*** Information Section Begins ***

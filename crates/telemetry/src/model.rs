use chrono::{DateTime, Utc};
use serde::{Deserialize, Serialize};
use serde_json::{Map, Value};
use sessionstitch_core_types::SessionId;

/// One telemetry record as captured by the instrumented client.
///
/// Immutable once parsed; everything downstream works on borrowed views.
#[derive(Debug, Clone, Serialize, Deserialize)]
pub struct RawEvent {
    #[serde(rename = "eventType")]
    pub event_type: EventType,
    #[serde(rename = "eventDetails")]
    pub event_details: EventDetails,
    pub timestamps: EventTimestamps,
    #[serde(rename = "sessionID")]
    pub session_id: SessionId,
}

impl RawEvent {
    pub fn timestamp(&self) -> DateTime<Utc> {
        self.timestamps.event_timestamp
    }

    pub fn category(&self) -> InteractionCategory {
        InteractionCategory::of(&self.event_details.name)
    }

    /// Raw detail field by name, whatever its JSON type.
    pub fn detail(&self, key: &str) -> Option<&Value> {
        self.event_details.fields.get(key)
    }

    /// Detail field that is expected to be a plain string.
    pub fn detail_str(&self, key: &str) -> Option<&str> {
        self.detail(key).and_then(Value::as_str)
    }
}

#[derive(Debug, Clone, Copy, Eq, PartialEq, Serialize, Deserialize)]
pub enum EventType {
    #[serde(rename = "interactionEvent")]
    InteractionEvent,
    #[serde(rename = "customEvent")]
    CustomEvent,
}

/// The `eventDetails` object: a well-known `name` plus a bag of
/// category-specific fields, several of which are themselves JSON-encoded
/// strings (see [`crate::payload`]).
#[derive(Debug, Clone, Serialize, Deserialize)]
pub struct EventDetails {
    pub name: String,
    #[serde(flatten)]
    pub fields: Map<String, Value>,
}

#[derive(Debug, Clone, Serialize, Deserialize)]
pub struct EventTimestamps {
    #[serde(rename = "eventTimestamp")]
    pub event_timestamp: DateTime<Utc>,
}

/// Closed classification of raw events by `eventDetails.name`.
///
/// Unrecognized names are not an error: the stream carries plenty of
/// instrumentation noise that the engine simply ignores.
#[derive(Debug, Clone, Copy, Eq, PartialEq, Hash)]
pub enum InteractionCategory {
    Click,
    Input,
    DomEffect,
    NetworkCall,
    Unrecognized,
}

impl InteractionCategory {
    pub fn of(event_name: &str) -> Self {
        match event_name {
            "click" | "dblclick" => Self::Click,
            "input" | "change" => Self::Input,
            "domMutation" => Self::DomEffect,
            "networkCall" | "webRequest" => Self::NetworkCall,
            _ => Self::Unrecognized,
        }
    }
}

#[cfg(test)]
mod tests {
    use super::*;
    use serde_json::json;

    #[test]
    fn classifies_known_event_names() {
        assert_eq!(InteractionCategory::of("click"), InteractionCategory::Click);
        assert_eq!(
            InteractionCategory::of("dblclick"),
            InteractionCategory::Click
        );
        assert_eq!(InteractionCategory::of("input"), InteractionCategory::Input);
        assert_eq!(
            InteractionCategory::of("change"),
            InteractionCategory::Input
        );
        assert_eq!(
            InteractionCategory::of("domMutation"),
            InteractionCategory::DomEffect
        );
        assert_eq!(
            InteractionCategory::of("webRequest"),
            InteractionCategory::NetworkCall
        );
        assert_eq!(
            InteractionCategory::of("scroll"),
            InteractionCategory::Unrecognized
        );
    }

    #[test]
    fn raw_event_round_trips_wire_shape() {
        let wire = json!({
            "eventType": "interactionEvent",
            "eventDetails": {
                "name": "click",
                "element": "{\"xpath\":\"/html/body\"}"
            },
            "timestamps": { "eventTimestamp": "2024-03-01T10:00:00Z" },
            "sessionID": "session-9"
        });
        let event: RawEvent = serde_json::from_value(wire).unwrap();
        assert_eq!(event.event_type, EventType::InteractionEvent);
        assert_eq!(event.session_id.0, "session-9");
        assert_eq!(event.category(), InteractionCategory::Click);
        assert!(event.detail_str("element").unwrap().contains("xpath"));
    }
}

*** Information Section Ends ***

### Work required
Nothing but a number is needed: the count of lines above that contain "Copy".

### Task output
2